Disaster Preparedness Center Officially Opens in Utah
SALT LAKE CITY— A new 7,000-square-foot disaster preparedness center in Salt Lake City, Utah, is now officially open, offering certain medical personnel disaster response training. The new Intermountain Center for Disaster Preparedness will be located inside the LDS Hospital in Salt Lake City.
The center will be used to train those specializing in disaster responses, including EMTs, nurses and physicians. The center has been unofficially open for the last year and has conducted 50 trainings for 1,000 people, but April 27 marked the center’s official grand opening, according to Ann Allen, emergency preparedness manager with Intermountain Health Care’s Urban Central Region.
The center is the first hospital-based training center west of the Mississippi River and has 18-patient rooms, medical training mannequins, training classrooms, disaster simulation labs and a secure emergency supply area. All preparedness training is done in a working environment, giving those training real-life situations and first-hand experience dealing with a number of disaster response incidents.

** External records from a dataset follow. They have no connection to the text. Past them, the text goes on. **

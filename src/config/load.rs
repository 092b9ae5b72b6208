use std::{env, path::PathBuf};

use super::schema::Settings;

/// Configuration loading helpers.
///
/// `Settings::load` reads the optional config file, then lets environment
/// variables (prefix `STILLPOINT__`) override it, and falls back to struct
/// defaults for anything left unset.
impl Settings {
    /// Load settings from environment and optional config file.
    pub fn load() -> Result<Self, ::config::ConfigError> {
        let config_path = resolve_config_path();

        let mut builder = ::config::Config::builder();

        if let Some(path) = &config_path {
            builder = builder.add_source(::config::File::from(path.as_path()).required(false));
        }

        builder = builder.add_source(
            ::config::Environment::with_prefix("STILLPOINT")
                .prefix_separator("__")
                .separator("__")
                .list_separator(",")
                .with_list_parse_key("session.durations")
                .try_parsing(true),
        );

        let cfg = builder.build()?;
        let settings: Settings = cfg.try_deserialize()?;
        Ok(settings)
    }

    /// Perform basic validation checks on loaded settings.
    pub fn validate(&self) -> Result<(), String> {
        let s = &self.session;
        if s.durations.is_empty() {
            return Err("session.durations must not be empty".to_string());
        }
        if s.durations.contains(&0) {
            return Err("session.durations must all be >= 1".to_string());
        }
        if !s.durations.contains(&s.default_duration) {
            return Err(format!(
                "session.default_duration ({}) must be one of session.durations",
                s.default_duration
            ));
        }
        if s.tick_ms == 0 {
            return Err("session.tick_ms must be >= 1".to_string());
        }
        if !(0.0..=2.0).contains(&self.audio.volume) {
            return Err("audio.volume must be within 0.0..=2.0".to_string());
        }
        Ok(())
    }
}

/// Resolve the config path from `STILLPOINT_CONFIG_PATH` or XDG defaults.
pub fn resolve_config_path() -> Option<PathBuf> {
    if let Some(p) = env::var_os("STILLPOINT_CONFIG_PATH") {
        let p = PathBuf::from(p);
        return Some(p);
    }
    default_config_path()
}

/// Compute the default config path under `$XDG_CONFIG_HOME/stillpoint/config.toml`
/// or `~/.config/stillpoint/config.toml` when `XDG_CONFIG_HOME` is not set.
pub fn default_config_path() -> Option<PathBuf> {
    let config_home = if let Some(xdg) = env::var_os("XDG_CONFIG_HOME") {
        Some(PathBuf::from(xdg))
    } else if let Some(home) = env::var_os("HOME") {
        Some(PathBuf::from(home).join(".config"))
    } else {
        None
    };

    config_home.map(|d| d.join("stillpoint").join("config.toml"))
}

“It’s a real patient room; it’s not make believe,” Allen said. “There’s not a falseness. We’re teaching them in their work environment, which is important.”
Training will help hospital staff members and first responders address and manage emergency situations — whether big or small.
“It doesn’t have to be something so catastrophic,” said Allen. “It’s not just for those big events. It would be really horrible if it really happened, but the things we learn from these drills also help when little things go wrong.”
The training can certainly help in an event of a natural disaster but also smaller situations, such as a patient exposed to radiation, according to Allen.
The center’s grand opening featured an educational symposium for hospital and disaster preparedness specialists, including keynote speaker Dan Diamond, who founded the nation’s first state-affiliated medical disaster response team and has seen disaster relief efforts first hand while working as director of the Mass Casualty Triage Unit at the New Orleans Convention Center during the aftermath of Hurricane Katrina.